You wake up, make coffee, sit down by the computer and start reading your favorite web sites. You fire up your favorite browser and type www.site.com on the address bar, hit enter and continue sipping on that coffee. You wait for the page to load, sipping some more coffee – a few seconds later you get the Google search results for “www.site.com”. You scratch your head, sip some more coffee, and start wondering if you did a typo, but no it is correct – Google is not correcting your spelling. Obviously you are online, you got the Google search page. By now the coffee is gone, you are frustrated and wonder what in the world just happened to you favorite site?
We all have had the above experience, or have dealt with parents and family that had the above problem, and struggle to understand what happened to their favorite site!
As most of you know, computers do not understand “www.site.com”, they rely on DNS resolution to resolve the name into an IP address which the computer can connect to. DNS is like a giant phone book that associates memorable names to humanly incoherent IP numbers.
This blog has plenty of articles on Web Performance and Web Performance Optimization. But one item that we should have covered a long time ago is the impact of DNS to Web Performance. DNS is the Achille’s heel of the web, is often forgotten and its impact on site performance ignored until it breaks down.
We will not cover how DNS works, Wikipedia has a very good overview on how DNS works and there is plenty of content covering every side of the DNS.
Let’s look at how DNS is impacting web performance.

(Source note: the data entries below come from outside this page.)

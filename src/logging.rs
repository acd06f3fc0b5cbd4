//! Structured logging initialization
//!
//! Converters log through `tracing`; this module installs the subscriber the
//! `jdl-convert` binary uses. Output always goes to stderr so converted JSON on
//! stdout stays machine-readable.
//!
//! | Variable | Default | Meaning |
//! |----------|---------|---------|
//! | `JDL_LOG_LEVEL` | `info` | trace/debug/info/warn/error |
//! | `JDL_LOG_FORMAT` | `pretty` | `json` or `pretty` |
//! | `JDL_LOG_TARGET_FILTER` | unset | extra comma-separated filter directives |
//! | `JDL_LOG_INCLUDE_LOCATION` | `false` | add file:line to every event |
//!
//! `RUST_LOG`, when set, replaces the level entirely.

use anyhow::{Context, Result};
use std::env;
use tracing::Level;
use tracing_subscriber::layer::SubscriberExt;
use tracing_subscriber::util::SubscriberInitExt;
use tracing_subscriber::{EnvFilter, Layer};

/// Log format: JSON for pipelines, pretty-print for terminals
#[derive(Debug, Clone, Copy, PartialEq, Eq)]
pub enum LogFormat {
    Json,
    Pretty,
}

impl LogFormat {
    #[must_use]
    pub fn parse(s: &str) -> Self {
        match s.to_lowercase().as_str() {
            "json" => LogFormat::Json,
            _ => LogFormat::Pretty, // Default to pretty
        }
    }
}

/// Logging configuration
#[derive(Debug, Clone, PartialEq, Eq)]
pub struct LogConfig {
    /// Log level: trace/debug/info/warn/error
    pub log_level: String,
    /// Log format: json/pretty
    pub format: LogFormat,
    /// Module filter (comma-separated)
    pub target_filter: Option<String>,
    /// Include file:line location
    pub include_location: bool,
}

impl LogConfig {
    /// Parse configuration from environment variables with defaults
    #[must_use]
    pub fn from_env() -> Self {
        Self::from_lookup(|key| env::var(key).ok())
    }

    /// Same as [`LogConfig::from_env`], reading through `lookup`.
    #[must_use]
    pub fn from_lookup<F>(lookup: F) -> Self
    where
        F: Fn(&str) -> Option<String>,
    {
        Self {
            log_level: lookup("JDL_LOG_LEVEL").unwrap_or_else(|| "info".to_string()),
            format: LogFormat::parse(
                &lookup("JDL_LOG_FORMAT").unwrap_or_else(|| "pretty".to_string()),
            ),
            target_filter: lookup("JDL_LOG_TARGET_FILTER"),
            include_location: lookup("JDL_LOG_INCLUDE_LOCATION")
                .and_then(|s| s.parse().ok())
                .unwrap_or(false),
        }
    }

    /// Create a default configuration for testing
    #[must_use]
    pub fn default_dev() -> Self {
        Self {
            log_level: "debug".to_string(),
            format: LogFormat::Pretty,
            target_filter: None,
            include_location: true,
        }
    }

    /// Raise the level to at least `debug` (the CLI's `--verbose`).
    #[must_use]
    pub fn verbose(mut self) -> Self {
        // tracing orders levels by verbosity: TRACE > DEBUG > INFO
        if self.level() < Level::DEBUG {
            self.log_level = "debug".to_string();
        }
        self
    }

    /// The configured level; unknown names fall back to `info`.
    #[must_use]
    pub fn level(&self) -> Level {
        match self.log_level.to_lowercase().as_str() {
            "trace" => Level::TRACE,
            "debug" => Level::DEBUG,
            "info" => Level::INFO,
            "warn" => Level::WARN,
            "error" => Level::ERROR,
            _ => Level::INFO,
        }
    }

    fn env_filter(&self) -> EnvFilter {
        let mut env_filter = EnvFilter::try_from_default_env()
            .unwrap_or_else(|_| EnvFilter::new(self.level().as_str()));

        if let Some(target_filter) = &self.target_filter {
            for filter in target_filter.split(',') {
                let filter = filter.trim();
                if filter.is_empty() {
                    continue;
                }
                if let Ok(directive) = filter.parse() {
                    env_filter = env_filter.add_directive(directive);
                } else {
                    eprintln!("Warning: Invalid log filter directive: {}", filter);
                }
            }
        }
        env_filter
    }
}

/// Initialize logging from the environment
pub fn init_logging() -> Result<()> {
    init_logging_with_config(&LogConfig::from_env())
}

/// Initialize logging with an explicit configuration
///
/// Fails when a global subscriber is already installed.
pub fn init_logging_with_config(config: &LogConfig) -> Result<()> {
    let fmt_layer = match config.format {
        LogFormat::Json => tracing_subscriber::fmt::layer()
            .json()
            .with_current_span(true)
            .with_target(true)
            .with_file(config.include_location)
            .with_line_number(config.include_location)
            .with_writer(std::io::stderr)
            .boxed(),
        LogFormat::Pretty => tracing_subscriber::fmt::layer()
            .pretty()
            .with_target(true)
            .with_thread_ids(false)
            .with_file(config.include_location)
            .with_line_number(config.include_location)
            .with_writer(std::io::stderr)
            .boxed(),
    };

    tracing_subscriber::registry()
        .with(config.env_filter())
        .with(fmt_layer)
        .try_init()
        .context("Failed to initialize logging")?;

    Ok(())
}

#[cfg(test)]
mod tests {
    use super::*;
    use std::collections::HashMap;

    #[test]
    fn test_log_format_parse() {
        assert_eq!(LogFormat::parse("json"), LogFormat::Json);
        assert_eq!(LogFormat::parse("JSON"), LogFormat::Json);
        assert_eq!(LogFormat::parse("pretty"), LogFormat::Pretty);
        assert_eq!(LogFormat::parse("anything"), LogFormat::Pretty);
    }

    #[test]
    fn test_log_config_defaults() {
        let config = LogConfig::from_lookup(|_| None);
        assert_eq!(config.log_level, "info");
        assert_eq!(config.format, LogFormat::Pretty);
        assert_eq!(config.target_filter, None);
        assert!(!config.include_location);
    }

    #[test]
    fn test_log_config_from_lookup() {
        let env: HashMap<&str, &str> = [
            ("JDL_LOG_LEVEL", "warn"),
            ("JDL_LOG_FORMAT", "json"),
            ("JDL_LOG_TARGET_FILTER", "jdl_converter::convert=trace"),
            ("JDL_LOG_INCLUDE_LOCATION", "true"),
        ]
        .into_iter()
        .collect();
        let config = LogConfig::from_lookup(|key| env.get(key).map(|v| v.to_string()));
        assert_eq!(config.level(), Level::WARN);
        assert_eq!(config.format, LogFormat::Json);
        assert_eq!(
            config.target_filter.as_deref(),
            Some("jdl_converter::convert=trace")
        );
        assert!(config.include_location);
    }

    #[test]
    fn test_verbose_only_raises() {
        assert_eq!(LogConfig::from_lookup(|_| None).verbose().level(), Level::DEBUG);
        let trace = LogConfig {
            log_level: "trace".to_string(),
            ..LogConfig::default_dev()
        };
        assert_eq!(trace.verbose().level(), Level::TRACE);
        assert_eq!(LogConfig::default_dev().level(), Level::DEBUG);
    }
}
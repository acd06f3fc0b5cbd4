//! # JDL Converter
//!
//! **jdl-converter** lowers a parsed [JHipster Domain Language](https://www.jhipster.tech/jdl/)
//! tree into a validated, cross-referenced domain object graph: entities, fields,
//! enums, relationships, options, applications and deployments.
//!
//! ## Overview
//!
//! A grammar layer turns JDL source text into a loosely structured syntax tree and
//! writes it out as JSON or YAML. This crate is the pass after that: it resolves
//! identifiers, injects implicit defaults, expands wildcards and rejects documents
//! whose declarations contradict each other. Code generators consume the result.
//!
//! ## Architecture
//!
//! - **[`parsed`]** - The input contract: serde types for the parsed tree and loaders
//! - **[`model`]** - The output graph rooted at [`model::JdlObject`]
//! - **[`convert`]** - One converter per declaration kind plus the assembler
//! - **[`config`]** - Conversion settings (application type and name, database, id policy)
//! - **[`error`]** - [`error::ConversionError`], the structural violations conversion rejects
//! - **[`linter`]** - Consistency checks on a converted graph
//! - **[`logging`]** - `tracing-subscriber` setup for the binary
//! - **[`cli`]** - The `jdl-convert` command line
//!
//! ### Conversion Flow
//!
//! ```mermaid
//! sequenceDiagram
//!     participant User
//!     participant CLI as CLI<br/>(jdl-convert)
//!     participant Load as parsed::load_parsed
//!     participant Asm as convert::convert_parsed_jdl
//!     participant Conv as Converters
//!     participant Obj as JdlObject
//!
//!     User->>CLI: jdl-convert convert --input store.json
//!     CLI->>CLI: Layer config file, JDL_* env, flags
//!     CLI->>Load: load_parsed("store.json")
//!     Load-->>CLI: ParsedJdl
//!     CLI->>Asm: convert_parsed_jdl(&parsed, &config)
//!
//!     Asm->>Conv: convert_applications
//!     Conv-->>Asm: JdlApplication (entities resolved, options scoped)
//!     Asm->>Conv: convert_deployments
//!     Asm->>Conv: convert_enums
//!     Asm->>Conv: convert_entities + convert_fields
//!     Note over Conv: id policy applied,<br/>constants substituted
//!     Asm->>Conv: convert_relationships
//!     Note over Conv: default injected fields
//!     Asm->>Conv: convert_options
//!     Note over Asm: microservice / clientRootFolder<br/>synthesized first
//!
//!     alt Structural violation
//!         Conv-->>CLI: ConversionError
//!         CLI-->>User: ❌ error, no partial result
//!     end
//!
//!     Asm->>Obj: add_* in phase order
//!     Obj-->>CLI: JdlObject
//!     CLI-->>User: JSON on stdout
//! ```
//!
//! ### Key Patterns
//!
//! 1. **Pure converters**: each converter borrows parsed input and returns owned model values
//! 2. **All-or-nothing**: the first [`error::ConversionError`] aborts the whole conversion
//! 3. **Declaration order**: fields, validations, relationships and options keep source order
//! 4. **Closed option table**: option names and values resolve through [`model::UnaryOptionKind`]
//!    and [`model::BinaryOptionKind`]
//!
//! ## Quick Start
//!
//! ```no_run
//! use jdl_converter::config::ConversionConfig;
//! use jdl_converter::convert::convert_parsed_jdl;
//! use jdl_converter::parsed::load_parsed;
//! use std::path::Path;
//!
//! let parsed = load_parsed(Path::new("store.json"))?;
//! let jdl_object = convert_parsed_jdl(&parsed, &ConversionConfig::default())?;
//! for name in jdl_object.entity_names() {
//!     println!("{name}");
//! }
//! # Ok::<(), anyhow::Error>(())
//! ```
//!
//! ## Command Line
//!
//! ```bash
//! cargo run --bin jdl-convert -- convert --input store.json --compact
//! cargo run --bin jdl-convert -- lint --input store.yaml --fail-on-error
//! cargo run --bin jdl-convert -- inspect --input store.yaml
//! ```
//!
//! ## Logging
//!
//! Converters log through `tracing` (skipped use-clause values at `debug`, relationship
//! keys at `trace`, a summary at `info`). The binary installs a subscriber from
//! `JDL_LOG_*` variables, see [`logging`].

pub mod cli;
pub mod config;
pub mod convert;
pub mod error;
pub mod linter;
pub mod logging;
pub mod model;
pub mod parsed;

pub use config::ConversionConfig;
pub use convert::convert_parsed_jdl;
pub use error::{ConversionError, ConversionResult};
pub use model::JdlObject;
pub use parsed::{load_parsed, ParsedJdl};
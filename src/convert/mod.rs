//! # Converters
//!
//! One converter per kind of declaration, leaves first, plus the assembler that runs
//! them in dependency order:
//!
//! ```text
//! field ─► entity ─┐
//! enum ────────────┤
//! option ──────────┤
//! relationship ────┼─► assemble ─► JdlObject
//! application ─────┤
//! deployment ──────┘
//! ```
//!
//! Converters are pure functions over borrowed parsed input. Each one rejects an
//! absent input collection with [`crate::error::ConversionError::MissingInput`]; an
//! empty collection converts to nothing.

mod application;
mod assemble;
mod deployment;
mod entity;
mod enums;
mod field;
mod format;
mod option;
mod relationship;
mod values;

pub use application::{convert_applications, prefix_blueprint, resolve_application_entities};
pub use assemble::convert_parsed_jdl;
pub use deployment::convert_deployments;
pub use entity::{convert_entities, IdFieldPolicy, ID_FIELD_NAME};
pub use enums::convert_enums;
pub use field::{convert_field, convert_fields, convert_validations, escape_pattern_quotes};
pub use format::{format_comment, lower_camel, lower_first, pascal};
pub use option::{
    convert_annotations_to_option_map, convert_entity_annotations_to_options, convert_options,
};
pub use relationship::{convert_relationships, RelationshipConversionOptions};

To illustrate our point let’s look at Techcrunch.com, its homepage has 323+ objects and relies on 72+ hostnames. A browser has to lookup 72 domains, most of which do not belong to TechCrunch. Here are two charts displaying each of the domains on the page, how many times they were called and how long it took to resolve them (Measurements taken from our Chicago Global Crossing Node).
As you can clearly see it takes time to resolve every domain. Ideally the resolution time would be very small, as the domain information would be on the DNS Cache of the computer, or at least that of the ISP. But more often than not, they are not in cache because they have very short cache TTL. Because they are not in the cache the DNS servers of the ISPs will have to resolve them by querying the system. In some cases the queries will be blazing fast and other cases they will be very slow, or even fail, because the NS servers are not distributed or not properly setup, and this will impact performance.
A web page is an ecosystem where multiple objects contribute to the web page content, and as a result to its slowness or even unavailability. Some of the slowness can be due to poor server performance but at times is due to DNS related issues.
So here are some tips to ensure that DNS is not a bottleneck in your website performance
- Do not use unnecessary Low TTL (time to live). The shorter the TTL the sooner the user’s machine will have to do the query again for the domain. By having high TTLs you ensure that the information caches locally on the users machine, and also at the ISPs DNS – which impact multiple users. Short TTL also has an impact on your DNS servers, shorter TTL translates in increased number of queries to your servers. So if a domain does not need a short TTL, do not set it to 5 minutes – think about specifying 60 minutes or even one day.
- Capacity: If you get a lot of requests (you are very popular), either make sure you have plenty of capacity on your servers or let someone else manage DNS for you. Here is an example of a DNS server that is having issues keeping up with demand during critical business hours.
- Too Many CNAMES (Canonical Name record) or Aliases: example Expedia.com .Here is the output from Catchpoint DNS Experience Monitor – it took querying 7 servers sequentially to get the IP address of www.expedia.com: Here is the same example using the popular Dig DNS tool :Dig-Expedia
- Exotic Domains: be careful with the exotic domain names, .ly, .tv… these domains have authoritative servers that are often far away from you end user ISPs. The records will have almost always 2 day TTL, however you never know when someone will be impacted because the query has to go to the authoritative servers and they fail. Example “.ly”, 2 authoritative servers are in Libya, 2 in the US, and 1 in the Netherlands.
- Geographical Distribution: If you are a popular site, make sure you have a distributed DNS system from a geographical location perspective or again let someone else manage DNS for you.
- Unreliable Registrars: If you are planning to build the next Facebook and will get +100K hits a seconds make sure your registrar DNS servers can handle the load or once again delegate your NS records to someone that has the capacity / reliability.
- Backup Plans: Make sure you have a backup plan… Even if you are using a major DNS management company, they also have failures, have a disaster plan ready to kick in.
- Do not mix Private & Public IP addresses, separate your corp domains from your external domains. Recently a clients of ours was having DNS lookup failures, upon investigation we realized that 25% of the queries were directed to the internal NS server (192.168.1.X).
- Disable Recursion on your Public DNS infrastructure if you do not need it.